It all begins in childhood when we fail kids with our words to them no matter how simple these may be. Kids eventually grow up frustrated, disappointed and mistrustful because the grown ups never meant what they said, never keeping their promises. Thus becoming a vicious circle of children realizing promises are never meant to be kept that probably when they grow up, they take kids also for granted and never fulfilled their promises.
Promises have lost their sanctity, becoming a mere “carrot” to entice or appease even dupe everyone, from kids to grown ups into believing into something never meant to be kept and fulfilled. It is a very sad truth we have often made a reality when we carelessly promise things we are not bent on fulfilling or would simply forget.
Perhaps, it is not yet too late for us to strive daily in making true our broken promises, especially to the young like the children.

What moved most in fulfilling my promise to our Grade 4 students in giving them ice cream after our Mass this afternoon was when a little girl seated in front approached to inform me that they still have four other non-Catholic classmates who stayed behind in their classroom. She was so concerned they might not have a Cornetto later.
Ohhh… this time my heart melted just like ice cream in the sun.

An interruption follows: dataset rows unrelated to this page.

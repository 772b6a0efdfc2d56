//! Server Selection
//!
//! Picks connection targets from the [`ServerCatalog`]. Every selection
//! is limited to servers the account's tier may use, and an empty result
//! is an error; nothing here retries.

use crate::catalog::{by_score, ServerCatalog};
use crate::config::DaemonConfig;
use crate::servers::{tier, Features, LogicalServer, ServerListError};
use rand::seq::SliceRandom;
use std::fmt;
use tracing::{error, info};

/// Account-level selection settings
#[derive(Debug, Clone, Copy, Default, PartialEq, Eq)]
pub struct SelectionPolicy {
    pub user_tier: u8,
    /// Route through secure-core servers only
    pub secure_core: bool,
}

impl SelectionPolicy {
    pub fn from_config(config: &DaemonConfig) -> Self {
        Self {
            user_tier: config.user_tier,
            secure_core: config.secure_core,
        }
    }
}

/// What the user asked to connect to
#[derive(Debug, Clone, PartialEq)]
pub enum ServerQuery {
    Fastest,
    FastestFree,
    /// Fastest server exiting in this country code
    Country(String),
    /// Fastest server carrying all of these features
    Features(Features),
    /// Case-insensitive server name
    Name(String),
    Random,
}

impl fmt::Display for ServerQuery {
    fn fmt(&self, f: &mut fmt::Formatter<'_>) -> fmt::Result {
        match self {
            ServerQuery::Fastest => f.write_str("fastest"),
            ServerQuery::FastestFree => f.write_str("fastest free"),
            ServerQuery::Country(c) => write!(f, "country {}", c),
            ServerQuery::Features(feat) => write!(f, "features {}", feat),
            ServerQuery::Name(n) => write!(f, "name {}", n),
            ServerQuery::Random => f.write_str("random"),
        }
    }
}

/// Secure-core servers only, or neither secure-core nor Tor
fn core_filter(secure_core: bool) -> impl Fn(&LogicalServer) -> bool + Send + Sync + 'static {
    move |s: &LogicalServer| {
        if secure_core {
            s.has_feature(Features::SECURE_CORE)
        } else {
            !s.has_feature(Features::SECURE_CORE) && !s.has_feature(Features::TOR)
        }
    }
}

fn first(
    servers: Result<Vec<LogicalServer>, ServerListError>,
) -> Result<LogicalServer, ServerListError> {
    servers?.into_iter().next().ok_or(ServerListError::EmptyServerList)
}

fn specialise(err: ServerListError, to: ServerListError) -> ServerListError {
    if err.is_empty_list() { to } else { err }
}

impl ServerCatalog {
    /// Up to `n` enabled servers matching `extra`, fastest first
    pub fn fastest_servers_matching<F>(
        &mut self,
        user_tier: u8,
        n: usize,
        extra: F,
    ) -> Result<Vec<LogicalServer>, ServerListError>
    where
        F: Fn(&LogicalServer) -> bool + Send + Sync + 'static,
    {
        self.ensure_loaded()?;
        let outer = self.filter(extra);
        let usable = self.filter_view(outer, move |s| s.enabled() && s.tier <= user_tier);
        let result = usable.and_then(|view| {
            self.sort_by(view, Some(by_score()), false)?;
            let picked: Vec<LogicalServer> = self
                .view_servers(view)?
                .into_iter()
                .take(n)
                .cloned()
                .collect();
            self.release_view(view)?;
            Ok(picked)
        });
        self.release_view(outer)?;

        let picked = result?;
        if picked.is_empty() {
            error!("List of logical servers is empty");
            return Err(ServerListError::EmptyServerList);
        }
        Ok(picked)
    }

    /// Up to `n` enabled servers, fastest first
    pub fn fastest_servers(
        &mut self,
        user_tier: u8,
        n: usize,
    ) -> Result<Vec<LogicalServer>, ServerListError> {
        self.fastest_servers_matching(user_tier, n, |_| true)
    }

    pub fn fastest_server(&mut self, user_tier: u8) -> Result<LogicalServer, ServerListError> {
        let servers = self.fastest_servers(user_tier, 1);
        first(servers)
    }

    /// Up to `n` free-tier servers, fastest first
    pub fn fastest_free_servers(
        &mut self,
        user_tier: u8,
        n: usize,
    ) -> Result<Vec<LogicalServer>, ServerListError> {
        self.fastest_servers_matching(user_tier, n, |s| s.tier == tier::FREE)
            .map_err(|e| specialise(e, ServerListError::FastestNotFound))
    }

    /// Up to `n` free-tier servers entering in `country`, fastest first
    pub fn fastest_free_servers_in_country(
        &mut self,
        user_tier: u8,
        country: &str,
        n: usize,
    ) -> Result<Vec<LogicalServer>, ServerListError> {
        let code = country.to_string();
        self.fastest_servers_matching(user_tier, n, move |s| {
            s.entry_country == code && s.tier == tier::FREE
        })
        .map_err(|e| specialise(e, ServerListError::FastestNotFound))
    }

    /// Uniform pick among the servers the tier allows, enabled or not
    pub fn random_server(&mut self, user_tier: u8) -> Result<LogicalServer, ServerListError> {
        self.ensure_loaded()?;
        let picked = self.with_view(
            move |s| s.tier <= user_tier,
            None,
            |servers| servers.choose(&mut rand::thread_rng()).map(|s| (*s).clone()),
        )?;
        picked.ok_or(ServerListError::EmptyServerList)
    }

    /// Resolve a query to one logical server
    pub fn select(
        &mut self,
        query: &ServerQuery,
        policy: &SelectionPolicy,
    ) -> Result<LogicalServer, ServerListError> {
        info!("Selecting {} server (secure core: {})", query, policy.secure_core);
        let tier = policy.user_tier;

        match query {
            ServerQuery::Fastest => {
                let found = self.fastest_servers_matching(tier, 1, core_filter(policy.secure_core));
                first(found)
                    .map_err(|e| specialise(e, ServerListError::FastestNotFound))
            }
            ServerQuery::FastestFree => {
                let found = self.fastest_free_servers(tier, 1);
                first(found)
                    .map_err(|e| specialise(e, ServerListError::FastestNotFound))
            }
            ServerQuery::Country(code) => {
                let wanted = code.to_lowercase();
                let core = core_filter(policy.secure_core);
                let found = self.fastest_servers_matching(tier, 1, move |s| {
                    s.exit_country.to_lowercase() == wanted && core(s)
                });
                first(found)
                    .map_err(|e| specialise(e, ServerListError::CountryNotFound(code.clone())))
            }
            ServerQuery::Features(features) => {
                let mask = *features;
                let found = self.fastest_servers_matching(tier, 1, move |s| s.features.contains(mask));
                first(found)
                    .map_err(|e| specialise(e, ServerListError::FeatureNotFound(mask)))
            }
            ServerQuery::Name(name) => {
                let wanted = name.to_lowercase();
                let found =
                    self.fastest_servers_matching(tier, 1, move |s| s.name.to_lowercase() == wanted);
                first(found)
                    .map_err(|e| specialise(e, ServerListError::NameNotFound(name.clone())))
            }
            ServerQuery::Random => self
                .random_server(tier)
                .map_err(|e| specialise(e, ServerListError::RandomNotFound)),
        }
    }
}

#[cfg(test)]
mod tests {
    use super::*;
    use crate::catalog::tests::catalog;

    const SC: u32 = 1;
    const TOR: u32 = 2;
    const P2P: u32 = 4;

    fn names(servers: &[LogicalServer]) -> Vec<&str> {
        servers.iter().map(|s| s.name.as_str()).collect()
    }

    fn policy(user_tier: u8, secure_core: bool) -> SelectionPolicy {
        SelectionPolicy {
            user_tier,
            secure_core,
        }
    }

    #[test]
    fn test_fastest_two_of_two() {
        let mut c = catalog(&[("A", 0, 10.0, 1, 0, "CH"), ("B", 0, 5.0, 1, 0, "CH")]);

        let picked = c.fastest_servers(tier::FREE, 2).unwrap();
        assert_eq!(names(&picked), ["B", "A"]);
    }

    #[test]
    fn test_fastest_n_respects_tier_and_status() {
        let mut c = catalog(&[
            ("Slow", 0, 9.0, 1, 0, "CH"),
            ("Plus", 2, 0.1, 1, 0, "CH"),
            ("Down", 0, 0.2, 0, 0, "CH"),
            ("Fast", 1, 1.0, 1, 0, "CH"),
        ]);

        let picked = c.fastest_servers(tier::BASIC, 10).unwrap();
        assert_eq!(names(&picked), ["Fast", "Slow"]);

        let picked = c.fastest_servers(tier::PLUS, 2).unwrap();
        assert_eq!(names(&picked), ["Plus", "Fast"]);

        // Temporary views are released
        assert_eq!(c.live_views(), 0);
    }

    #[test]
    fn test_fastest_server() {
        let mut c = catalog(&[
            ("A", 0, 10.0, 1, 0, "CH"),
            ("B", 0, 5.0, 1, 0, "CH"),
            ("Plus", 2, 1.0, 1, 0, "CH"),
        ]);

        assert_eq!(c.fastest_server(tier::FREE).unwrap().name, "B");
        assert_eq!(c.fastest_server(tier::PLUS).unwrap().name, "Plus");
        assert_eq!(c.live_views(), 0);
    }

    #[test]
    fn test_fastest_empty() {
        let mut c = catalog(&[("Plus", 2, 1.0, 1, 0, "CH")]);
        let err = c.fastest_servers(tier::FREE, 1).unwrap_err();
        assert!(matches!(err, ServerListError::EmptyServerList));

        let mut empty = ServerCatalog::new();
        assert!(matches!(empty.fastest_server(3), Err(ServerListError::CacheNotFound)));
    }

    #[test]
    fn test_select_fastest_secure_core() {
        let mut c = catalog(&[
            ("CH#1", 2, 3.0, 1, 0, "CH"),
            ("IS-CH#1", 2, 1.0, 1, SC, "CH"),
            ("CH-TOR#1", 2, 0.5, 1, TOR, "CH"),
        ]);

        let s = c.select(&ServerQuery::Fastest, &policy(tier::PLUS, false)).unwrap();
        assert_eq!(s.name, "CH#1");

        let s = c.select(&ServerQuery::Fastest, &policy(tier::PLUS, true)).unwrap();
        assert_eq!(s.name, "IS-CH#1");

        let err = c.select(&ServerQuery::Fastest, &policy(tier::FREE, false)).unwrap_err();
        assert!(matches!(err, ServerListError::FastestNotFound));
    }

    #[test]
    fn test_select_country() {
        let mut c = catalog(&[
            ("SE#1", 0, 3.0, 1, 0, "SE"),
            ("SE#2", 0, 2.0, 1, 0, "SE"),
            ("CH#1", 0, 1.0, 1, 0, "CH"),
        ]);

        let s = c
            .select(&ServerQuery::Country("se".into()), &policy(tier::FREE, false))
            .unwrap();
        assert_eq!(s.name, "SE#2");

        let err = c
            .select(&ServerQuery::Country("JP".into()), &policy(tier::FREE, false))
            .unwrap_err();
        assert!(matches!(err, ServerListError::CountryNotFound(ref code) if code == "JP"));
    }

    #[test]
    fn test_select_features_need_all_bits() {
        let mut c = catalog(&[
            ("P2P#1", 2, 1.0, 1, P2P, "NL"),
            ("P2P-TOR#1", 2, 5.0, 1, P2P | TOR, "NL"),
        ]);
        let p = policy(tier::PLUS, false);

        let s = c.select(&ServerQuery::Features(Features::P2P), &p).unwrap();
        assert_eq!(s.name, "P2P#1");

        let s = c
            .select(&ServerQuery::Features(Features::P2P | Features::TOR), &p)
            .unwrap();
        assert_eq!(s.name, "P2P-TOR#1");

        let err = c
            .select(&ServerQuery::Features(Features::SECURE_CORE), &p)
            .unwrap_err();
        assert!(matches!(err, ServerListError::FeatureNotFound(_)));
    }

    #[test]
    fn test_select_by_name() {
        let mut c = catalog(&[("CH#1", 0, 1.0, 1, 0, "CH"), ("CH#2", 2, 1.0, 1, 0, "CH")]);

        let s = c.select(&ServerQuery::Name("ch#1".into()), &policy(0, false)).unwrap();
        assert_eq!(s.name, "CH#1");

        // Exists, but not for this tier
        let err = c
            .select(&ServerQuery::Name("CH#2".into()), &policy(0, false))
            .unwrap_err();
        assert!(matches!(err, ServerListError::NameNotFound(_)));
    }

    #[test]
    fn test_select_free() {
        let mut c = catalog(&[("FREE#1", 0, 4.0, 1, 0, "NL"), ("PLUS#1", 2, 1.0, 1, 0, "NL")]);

        let s = c.select(&ServerQuery::FastestFree, &policy(tier::PLUS, false)).unwrap();
        assert_eq!(s.name, "FREE#1");

        let picked = c.fastest_free_servers_in_country(tier::PLUS, "NL", 5).unwrap();
        assert_eq!(names(&picked), ["FREE#1"]);
        assert!(matches!(
            c.fastest_free_servers_in_country(tier::PLUS, "US", 5),
            Err(ServerListError::FastestNotFound)
        ));
    }

    #[test]
    fn test_select_random() {
        let mut c = catalog(&[("A", 0, 1.0, 0, 0, "CH"), ("B", 2, 1.0, 1, 0, "CH")]);

        // Disabled servers are still candidates
        for _ in 0..10 {
            let s = c.select(&ServerQuery::Random, &policy(tier::FREE, false)).unwrap();
            assert_eq!(s.name, "A");
        }

        let mut none = catalog(&[("B", 2, 1.0, 1, 0, "CH")]);
        let err = none
            .select(&ServerQuery::Random, &policy(tier::FREE, false))
            .unwrap_err();
        assert!(matches!(err, ServerListError::RandomNotFound));
    }
}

First, again I realized how kids hold on to our promises. That girl in front must have been so convinced I would buy them Cornetto ice cream after. And secondly, I felt God touching me, consoling me, assuring me of a great future in the next generation represented by that little girl about nine or ten years old so concerned with her other four classmates left behind in their classroom!
Just an ice cream that would cost so little to me amounted to so much, maybe everything to that little girl. How amazing and lovely, is it not?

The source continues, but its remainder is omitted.